ITEM 6.       PURPOSES OF THE TRANSACTION AND PLANS OR PROPOSALS.

(a)
Purposes: The information set forth in the section captioned “Summary Term Sheet” of the Offer to Purchase is incorporated herein by reference. The information set forth in Section 2 (“Purpose of the Offer; Certain Effects of the Tender Offer”) of the Offer to Purchase is incorporated herein by reference.

(b)
Use of the Securities Acquired: The information set forth in Section 2 (“Purpose of the Tender Offer; Certain Effects of the Tender Offer”) of the Offer to Purchase is incorporated herein by reference.

(c)
Plans: The information set forth in Section 2 (“Purpose of the Tender Offer; Certain Effects of the Tender Offer”) of the Offer to Purchase is incorporated herein by reference.

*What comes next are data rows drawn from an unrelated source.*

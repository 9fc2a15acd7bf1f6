//! Wire-shaped inputs with fail-closed resolution.
//!
//! Every field is optional. A field that is absent, null, non-finite or out of
//! range resolves to the value that keeps the draft away from autonomous
//! dispatch. The one exception is `isSchedulingUnambiguous`, whose absence is
//! its defined "unknown" state.

use serde::{Deserialize, Serialize};

use crate::contact::Contact;
use crate::context::DecisionContext;
use crate::error::ContextError;
use crate::settings::{ChannelSettings, UserSettings, WorkingHours};
use crate::verdict::{MessageType, SupervisorVerdict};

/// Threshold used when the configured one is missing or malformed. No finite
/// confidence reaches it.
pub const UNREACHABLE_THRESHOLD: f64 = f64::INFINITY;

/// Hour recorded when the caller supplied none or an invalid one. Lies outside
/// every working-hours window.
pub const UNKNOWN_HOUR: u8 = u8::MAX;

fn unit_interval(value: Option<f64>) -> Option<f64> {
    value.filter(|v| v.is_finite() && (0.0..=1.0).contains(v))
}

fn hour(value: Option<i64>) -> Option<u8> {
    value
        .and_then(|v| u8::try_from(v).ok())
        .filter(|h| *h <= 23)
}

#[derive(Clone, Debug, Default, Serialize, Deserialize)]
#[serde(default, rename_all = "camelCase")]
pub struct UserSettingsInput {
    pub auto_send_enabled: Option<bool>,
    pub confidence_threshold: Option<f64>,
    pub working_hours_start: Option<i64>,
    pub working_hours_end: Option<i64>,
    pub allow_after_hours: Option<bool>,
}

impl UserSettingsInput {
    pub fn into_settings(self) -> UserSettings {
        let working_hours = match (
            hour(self.working_hours_start),
            hour(self.working_hours_end),
        ) {
            (Some(start), Some(end)) => WorkingHours::new(start, end),
            _ => None,
        };

        UserSettings {
            auto_send_enabled: self.auto_send_enabled.unwrap_or(false),
            confidence_threshold: unit_interval(self.confidence_threshold)
                .unwrap_or(UNREACHABLE_THRESHOLD),
            working_hours,
            allow_after_hours: self.allow_after_hours.unwrap_or(false),
        }
    }
}

#[derive(Clone, Debug, Default, Serialize, Deserialize)]
#[serde(default, rename_all = "camelCase")]
pub struct ChannelSettingsInput {
    pub auto_send_enabled: Option<bool>,
}

impl ChannelSettingsInput {
    pub fn into_settings(self) -> ChannelSettings {
        ChannelSettings {
            auto_send_enabled: self.auto_send_enabled.unwrap_or(false),
        }
    }
}

#[derive(Clone, Debug, Default, Serialize, Deserialize)]
#[serde(default, rename_all = "camelCase")]
pub struct ContactInput {
    pub message_count: Option<i64>,
    pub is_new: Option<bool>,
    #[serde(rename = "isVIP", alias = "isVip")]
    pub is_vip: Option<bool>,
    pub sentiment_score: Option<f64>,
}

impl ContactInput {
    pub fn into_contact(self) -> Contact {
        let message_count = match self.message_count {
            Some(n) if n > 0 => u32::try_from(n).unwrap_or(u32::MAX),
            _ => 0,
        };

        Contact {
            message_count,
            is_new: self.is_new.unwrap_or(true),
            is_vip: self.is_vip.unwrap_or(true),
            sentiment_score: unit_interval(self.sentiment_score).unwrap_or(0.0),
        }
    }
}

#[derive(Clone, Debug, Default, Serialize, Deserialize)]
#[serde(default, rename_all = "camelCase")]
pub struct SupervisorVerdictInput {
    pub confidence_score: Option<f64>,
    pub safe_to_send: Option<bool>,
    pub message_type: Option<String>,
    pub has_forbidden_topics: Option<bool>,
    pub forbidden_topics_found: Option<Vec<String>>,
    pub is_scheduling_unambiguous: Option<bool>,
    pub contains_new_commitments: Option<bool>,
    pub sender_requested_attachment: Option<bool>,
    pub reasoning: Option<String>,
}

fn parse_message_type(raw: Option<&str>) -> MessageType {
    match raw.map(|s| s.trim().to_ascii_uppercase()).as_deref() {
        Some("ACKNOWLEDGEMENT") => MessageType::Acknowledgement,
        Some("CONFIRMATION") => MessageType::Confirmation,
        Some("INFORMATION") => MessageType::Information,
        _ => MessageType::Complex,
    }
}

impl SupervisorVerdictInput {
    pub fn into_verdict(self) -> SupervisorVerdict {
        SupervisorVerdict {
            confidence_score: unit_interval(self.confidence_score).unwrap_or(0.0),
            safe_to_send: self.safe_to_send.unwrap_or(false),
            message_type: parse_message_type(self.message_type.as_deref()),
            has_forbidden_topics: self.has_forbidden_topics.unwrap_or(true),
            forbidden_topics_found: self.forbidden_topics_found.unwrap_or_default(),
            scheduling: self.is_scheduling_unambiguous.into(),
            contains_new_commitments: self.contains_new_commitments.unwrap_or(true),
            sender_requested_attachment: self.sender_requested_attachment.unwrap_or(true),
            reasoning: self.reasoning.unwrap_or_default(),
        }
    }
}

/// Whole decision context as it arrives from the orchestrator.
#[derive(Clone, Debug, Default, Serialize, Deserialize)]
#[serde(default, rename_all = "camelCase")]
pub struct DecisionContextInput {
    pub user_settings: UserSettingsInput,
    pub channel_settings: ChannelSettingsInput,
    pub contact: ContactInput,
    pub supervisor: SupervisorVerdictInput,
    pub current_hour: Option<i64>,
}

impl DecisionContextInput {
    /// Decode and resolve a JSON payload. Only structurally invalid JSON is an
    /// error; missing fields resolve fail-closed.
    pub fn from_json(json: &str) -> Result<DecisionContext, ContextError> {
        let input: DecisionContextInput = serde_json::from_str(json)?;
        Ok(input.into_context())
    }

    pub fn into_context(self) -> DecisionContext {
        DecisionContext {
            user_settings: self.user_settings.into_settings(),
            channel_settings: self.channel_settings.into_settings(),
            contact: self.contact.into_contact(),
            supervisor: self.supervisor.into_verdict(),
            current_hour: hour(self.current_hour).unwrap_or(UNKNOWN_HOUR),
        }
    }
}
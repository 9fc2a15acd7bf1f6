//! G1–G4: is this user, channel, verdict and contact eligible at all.

use crate::gate::{Gate, GateId, GateInput};

/// G1: auto-send switched on for both the user and the channel.
pub fn feature_flag() -> Gate {
    fn check(input: &GateInput<'_>) -> bool {
        input.context.user_settings.auto_send_enabled
            && input.context.channel_settings.auto_send_enabled
    }

    fn detail(input: &GateInput<'_>, passed: bool) -> String {
        if passed {
            return "auto-send enabled for user and channel".into();
        }
        format!(
            "auto-send disabled (user: {}, channel: {})",
            input.context.user_settings.auto_send_enabled,
            input.context.channel_settings.auto_send_enabled
        )
    }

    Gate::new(GateId::FEATURE_FLAG, check, detail)
}

/// G2: supervisor confidence meets the user's threshold. Inclusive.
pub fn confidence() -> Gate {
    fn check(input: &GateInput<'_>) -> bool {
        input.context.supervisor.confidence_score >= input.context.user_settings.confidence_threshold
    }

    fn detail(input: &GateInput<'_>, passed: bool) -> String {
        let score = input.context.supervisor.confidence_score;
        let threshold = input.context.user_settings.confidence_threshold;
        if passed {
            format!("confidence {score:.4} meets threshold {threshold:.4}")
        } else {
            format!("confidence {score:.4} below threshold {threshold:.4}")
        }
    }

    Gate::new(GateId::CONFIDENCE, check, detail)
}

/// G3: supervisor judged the draft safe to send.
pub fn supervisor_safety() -> Gate {
    fn check(input: &GateInput<'_>) -> bool {
        input.context.supervisor.safe_to_send
    }

    fn detail(input: &GateInput<'_>, passed: bool) -> String {
        if passed {
            return "supervisor marked draft safe to send".into();
        }
        let reasoning = &input.context.supervisor.reasoning;
        if reasoning.is_empty() {
            "supervisor flagged draft as unsafe".into()
        } else {
            format!("supervisor flagged draft as unsafe: {reasoning}")
        }
    }

    Gate::new(GateId::SUPERVISOR_SAFETY, check, detail)
}

/// G4: never auto-send the first message to a contact.
pub fn first_touch() -> Gate {
    fn check(input: &GateInput<'_>) -> bool {
        input.context.contact.has_history()
    }

    fn detail(input: &GateInput<'_>, passed: bool) -> String {
        let contact = &input.context.contact;
        if passed {
            format!("established contact ({} prior messages)", contact.message_count)
        } else {
            format!(
                "first touch with contact (new: {}, prior messages: {})",
                contact.is_new, contact.message_count
            )
        }
    }

    Gate::new(GateId::FIRST_TOUCH, check, detail)
}

#[cfg(test)]
mod tests {
    use super::*;
    use crate::gates::fixtures::passing_context;
    use autosend_types::{Contact, DecisionContext};

    fn run(gate: &Gate, context: &DecisionContext) -> crate::gate::GateResult {
        gate.check(&GateInput {
            draft: "ok",
            context,
            topic_hits: &[],
        })
    }

    #[test]
    fn feature_flag_needs_both_switches() {
        let mut ctx = passing_context();
        assert!(run(&feature_flag(), &ctx).passed);

        ctx.channel_settings.auto_send_enabled = false;
        let result = run(&feature_flag(), &ctx);
        assert!(!result.passed);
        assert!(result.detail.contains("channel: false"));

        ctx.channel_settings.auto_send_enabled = true;
        ctx.user_settings.auto_send_enabled = false;
        assert!(!run(&feature_flag(), &ctx).passed);
    }

    #[test]
    fn confidence_boundary_is_inclusive() {
        let mut ctx = passing_context();
        ctx.user_settings.confidence_threshold = 0.85;

        ctx.supervisor.confidence_score = 0.85;
        assert!(run(&confidence(), &ctx).passed);

        ctx.supervisor.confidence_score = 0.8499;
        let result = run(&confidence(), &ctx);
        assert!(!result.passed);
        assert!(result.detail.contains("below threshold"));
    }

    #[test]
    fn unsafe_verdict_reports_reasoning() {
        let mut ctx = passing_context();
        ctx.supervisor.safe_to_send = false;
        ctx.supervisor.reasoning = "hostile tone".into();
        let result = run(&supervisor_safety(), &ctx);
        assert!(!result.passed);
        assert!(result.detail.ends_with("hostile tone"));
    }

    #[test]
    fn first_touch_blocks_new_contacts() {
        let mut ctx = passing_context();
        ctx.contact = Contact {
            message_count: 0,
            is_new: true,
            ..Contact::established(0)
        };
        assert!(!run(&first_touch(), &ctx).passed);

        ctx.contact = Contact::established(0);
        assert!(!run(&first_touch(), &ctx).passed);

        ctx.contact = Contact::established(1);
        assert!(run(&first_touch(), &ctx).passed);
    }
}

ITEM 7.       SOURCE AND AMOUNT OF FUNDS OR OTHER CONSIDERATION.

(a)
Source of Funds: The information set forth in Section 9 (“Source and Amount of Funds”) of the Offer to Purchase is incorporated herein by reference.

(b)
Conditions: Not applicable.

(d)
Borrowed Funds: Not applicable.

ITEM 8.       INTEREST IN SECURITIES OF THE SUBJECT COMPANY.

(a)
Securities Ownership: The information set forth in Section 11 (“Interests of Directors and Executive Officers; Transactions and Arrangements Concerning the Shares”) of the Offer to Purchase is incorporated herein by reference.

(b)
Securities Transactions: The information set forth in Section 11 (“Interests of Directors and Executive Officers; Transactions and Arrangements Concerning the Shares”) of the Offer to Purchase is incorporated herein by reference.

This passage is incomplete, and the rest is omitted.